- _Problem details_
Output, word for word, every line from the start of the listing down to and including the line that contains "#[prop(into)]"; include nothing else.

- _Materials provided_
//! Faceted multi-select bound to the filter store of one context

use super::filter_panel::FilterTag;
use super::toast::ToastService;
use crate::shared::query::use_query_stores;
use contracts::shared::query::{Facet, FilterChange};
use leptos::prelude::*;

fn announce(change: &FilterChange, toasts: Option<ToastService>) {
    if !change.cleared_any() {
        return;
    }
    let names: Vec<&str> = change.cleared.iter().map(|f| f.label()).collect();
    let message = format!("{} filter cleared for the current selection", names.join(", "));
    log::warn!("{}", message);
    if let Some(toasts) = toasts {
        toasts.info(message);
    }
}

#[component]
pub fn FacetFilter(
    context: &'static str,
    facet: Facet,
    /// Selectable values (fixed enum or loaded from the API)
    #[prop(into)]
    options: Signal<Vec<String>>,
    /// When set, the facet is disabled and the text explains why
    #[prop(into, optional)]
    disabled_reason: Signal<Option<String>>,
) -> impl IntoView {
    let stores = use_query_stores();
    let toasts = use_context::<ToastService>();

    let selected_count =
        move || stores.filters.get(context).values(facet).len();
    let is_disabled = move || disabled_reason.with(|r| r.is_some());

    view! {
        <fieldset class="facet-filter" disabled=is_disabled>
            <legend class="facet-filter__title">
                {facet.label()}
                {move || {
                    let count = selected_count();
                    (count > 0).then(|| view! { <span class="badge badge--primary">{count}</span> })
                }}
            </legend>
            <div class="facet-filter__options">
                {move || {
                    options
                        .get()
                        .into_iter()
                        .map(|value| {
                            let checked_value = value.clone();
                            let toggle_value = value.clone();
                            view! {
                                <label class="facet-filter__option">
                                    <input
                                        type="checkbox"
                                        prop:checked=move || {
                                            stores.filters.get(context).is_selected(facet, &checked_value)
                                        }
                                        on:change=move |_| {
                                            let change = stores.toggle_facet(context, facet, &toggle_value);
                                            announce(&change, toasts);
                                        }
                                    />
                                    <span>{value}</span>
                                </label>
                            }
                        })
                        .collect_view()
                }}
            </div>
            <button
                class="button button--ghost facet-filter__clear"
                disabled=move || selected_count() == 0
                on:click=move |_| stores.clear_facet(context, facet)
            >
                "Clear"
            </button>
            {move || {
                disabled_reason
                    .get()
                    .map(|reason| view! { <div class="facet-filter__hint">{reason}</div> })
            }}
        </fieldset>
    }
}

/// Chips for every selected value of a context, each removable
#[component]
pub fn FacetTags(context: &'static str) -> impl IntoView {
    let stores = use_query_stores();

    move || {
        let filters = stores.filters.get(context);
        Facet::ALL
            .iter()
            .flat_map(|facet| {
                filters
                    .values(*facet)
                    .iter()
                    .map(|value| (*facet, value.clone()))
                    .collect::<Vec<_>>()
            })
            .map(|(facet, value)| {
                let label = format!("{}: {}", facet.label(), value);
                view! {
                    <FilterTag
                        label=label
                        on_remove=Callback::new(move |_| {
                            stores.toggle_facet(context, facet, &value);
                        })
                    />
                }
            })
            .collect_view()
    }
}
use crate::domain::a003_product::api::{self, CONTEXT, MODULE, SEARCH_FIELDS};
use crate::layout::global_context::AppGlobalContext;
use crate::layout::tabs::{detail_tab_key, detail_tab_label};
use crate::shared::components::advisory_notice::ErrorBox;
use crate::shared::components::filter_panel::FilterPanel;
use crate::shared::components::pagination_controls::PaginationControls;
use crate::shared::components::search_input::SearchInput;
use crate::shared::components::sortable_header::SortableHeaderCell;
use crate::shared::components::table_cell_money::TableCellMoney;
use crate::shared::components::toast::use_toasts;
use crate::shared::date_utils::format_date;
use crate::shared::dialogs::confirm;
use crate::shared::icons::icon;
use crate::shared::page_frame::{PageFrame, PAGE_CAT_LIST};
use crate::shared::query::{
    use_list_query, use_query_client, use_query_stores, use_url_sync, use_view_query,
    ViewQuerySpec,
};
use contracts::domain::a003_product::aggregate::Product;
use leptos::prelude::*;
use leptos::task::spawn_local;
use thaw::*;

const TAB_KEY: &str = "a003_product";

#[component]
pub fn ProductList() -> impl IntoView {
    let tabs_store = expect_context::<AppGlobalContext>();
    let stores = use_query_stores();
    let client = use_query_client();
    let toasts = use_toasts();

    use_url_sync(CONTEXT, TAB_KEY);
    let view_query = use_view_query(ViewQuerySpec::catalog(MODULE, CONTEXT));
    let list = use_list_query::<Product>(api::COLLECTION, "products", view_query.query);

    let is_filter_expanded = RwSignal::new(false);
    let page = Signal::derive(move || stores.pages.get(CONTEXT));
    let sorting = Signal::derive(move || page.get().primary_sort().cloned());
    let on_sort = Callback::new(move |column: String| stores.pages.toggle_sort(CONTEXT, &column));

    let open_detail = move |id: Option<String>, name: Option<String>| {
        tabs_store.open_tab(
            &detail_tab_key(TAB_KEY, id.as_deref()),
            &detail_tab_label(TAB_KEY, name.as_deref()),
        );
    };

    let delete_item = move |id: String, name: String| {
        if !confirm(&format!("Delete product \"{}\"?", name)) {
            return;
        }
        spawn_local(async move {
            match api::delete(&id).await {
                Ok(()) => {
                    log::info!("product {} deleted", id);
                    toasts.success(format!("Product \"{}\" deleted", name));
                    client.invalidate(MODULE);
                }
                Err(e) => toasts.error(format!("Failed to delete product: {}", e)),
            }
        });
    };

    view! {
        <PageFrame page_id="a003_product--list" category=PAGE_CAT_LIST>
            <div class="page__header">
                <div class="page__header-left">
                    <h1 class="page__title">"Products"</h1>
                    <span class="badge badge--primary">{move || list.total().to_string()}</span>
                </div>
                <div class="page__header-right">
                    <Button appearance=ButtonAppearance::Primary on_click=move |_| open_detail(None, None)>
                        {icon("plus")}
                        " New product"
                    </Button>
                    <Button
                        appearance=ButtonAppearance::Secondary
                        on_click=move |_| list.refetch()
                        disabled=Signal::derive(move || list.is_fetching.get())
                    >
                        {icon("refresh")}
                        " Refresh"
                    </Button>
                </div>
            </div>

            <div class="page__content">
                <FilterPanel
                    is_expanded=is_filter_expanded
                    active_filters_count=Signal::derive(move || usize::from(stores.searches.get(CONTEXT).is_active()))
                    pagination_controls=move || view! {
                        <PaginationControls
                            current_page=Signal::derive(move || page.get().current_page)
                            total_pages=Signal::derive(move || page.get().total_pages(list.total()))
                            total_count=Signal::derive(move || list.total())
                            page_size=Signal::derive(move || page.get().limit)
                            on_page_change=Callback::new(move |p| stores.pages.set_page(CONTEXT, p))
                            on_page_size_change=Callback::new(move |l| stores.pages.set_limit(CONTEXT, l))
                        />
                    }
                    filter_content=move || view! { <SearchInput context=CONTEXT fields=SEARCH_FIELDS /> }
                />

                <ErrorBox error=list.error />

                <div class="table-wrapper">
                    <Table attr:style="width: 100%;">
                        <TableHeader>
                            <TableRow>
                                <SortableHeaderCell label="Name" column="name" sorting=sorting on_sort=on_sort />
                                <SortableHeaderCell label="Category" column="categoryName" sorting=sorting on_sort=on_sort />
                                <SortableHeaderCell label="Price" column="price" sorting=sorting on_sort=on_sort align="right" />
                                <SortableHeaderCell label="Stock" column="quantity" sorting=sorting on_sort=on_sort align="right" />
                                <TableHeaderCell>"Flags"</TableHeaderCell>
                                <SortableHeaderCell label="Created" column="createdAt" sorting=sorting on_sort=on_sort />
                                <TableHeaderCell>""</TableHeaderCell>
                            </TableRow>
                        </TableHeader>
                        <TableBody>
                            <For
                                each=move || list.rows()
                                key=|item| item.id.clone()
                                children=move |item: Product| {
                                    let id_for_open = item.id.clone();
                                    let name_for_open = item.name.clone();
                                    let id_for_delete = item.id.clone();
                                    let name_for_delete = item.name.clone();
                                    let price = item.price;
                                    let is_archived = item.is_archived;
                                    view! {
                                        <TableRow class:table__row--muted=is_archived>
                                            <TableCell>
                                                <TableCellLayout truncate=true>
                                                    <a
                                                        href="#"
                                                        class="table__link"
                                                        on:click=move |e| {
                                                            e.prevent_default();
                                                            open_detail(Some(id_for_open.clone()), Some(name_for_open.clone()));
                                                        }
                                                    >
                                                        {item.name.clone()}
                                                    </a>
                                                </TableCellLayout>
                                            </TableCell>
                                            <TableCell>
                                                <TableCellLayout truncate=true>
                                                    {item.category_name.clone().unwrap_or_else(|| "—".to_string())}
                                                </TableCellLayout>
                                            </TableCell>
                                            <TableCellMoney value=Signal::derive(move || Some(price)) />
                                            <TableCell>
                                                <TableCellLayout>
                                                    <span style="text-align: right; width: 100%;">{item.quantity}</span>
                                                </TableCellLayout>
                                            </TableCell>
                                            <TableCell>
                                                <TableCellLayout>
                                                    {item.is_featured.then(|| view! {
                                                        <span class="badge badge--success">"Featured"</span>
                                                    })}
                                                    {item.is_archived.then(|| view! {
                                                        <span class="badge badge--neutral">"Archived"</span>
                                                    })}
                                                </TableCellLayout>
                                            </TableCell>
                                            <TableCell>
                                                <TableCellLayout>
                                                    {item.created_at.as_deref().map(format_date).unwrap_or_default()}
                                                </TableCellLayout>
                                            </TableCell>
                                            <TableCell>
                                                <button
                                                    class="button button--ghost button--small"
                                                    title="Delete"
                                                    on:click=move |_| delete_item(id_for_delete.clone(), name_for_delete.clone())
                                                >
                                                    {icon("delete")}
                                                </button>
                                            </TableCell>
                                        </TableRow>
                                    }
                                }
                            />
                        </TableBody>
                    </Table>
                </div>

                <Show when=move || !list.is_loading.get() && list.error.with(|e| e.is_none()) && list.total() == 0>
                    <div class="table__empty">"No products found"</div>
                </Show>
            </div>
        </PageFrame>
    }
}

- _Solution for this exercise_
//! Faceted multi-select bound to the filter store of one context

use super::filter_panel::FilterTag;
use super::toast::ToastService;
use crate::shared::query::use_query_stores;
use contracts::shared::query::{Facet, FilterChange};
use leptos::prelude::*;

fn announce(change: &FilterChange, toasts: Option<ToastService>) {
    if !change.cleared_any() {
        return;
    }
    let names: Vec<&str> = change.cleared.iter().map(|f| f.label()).collect();
    let message = format!("{} filter cleared for the current selection", names.join(", "));
    log::warn!("{}", message);
    if let Some(toasts) = toasts {
        toasts.info(message);
    }
}

#[component]
pub fn FacetFilter(
    context: &'static str,
    facet: Facet,
    /// Selectable values (fixed enum or loaded from the API)
    #[prop(into)]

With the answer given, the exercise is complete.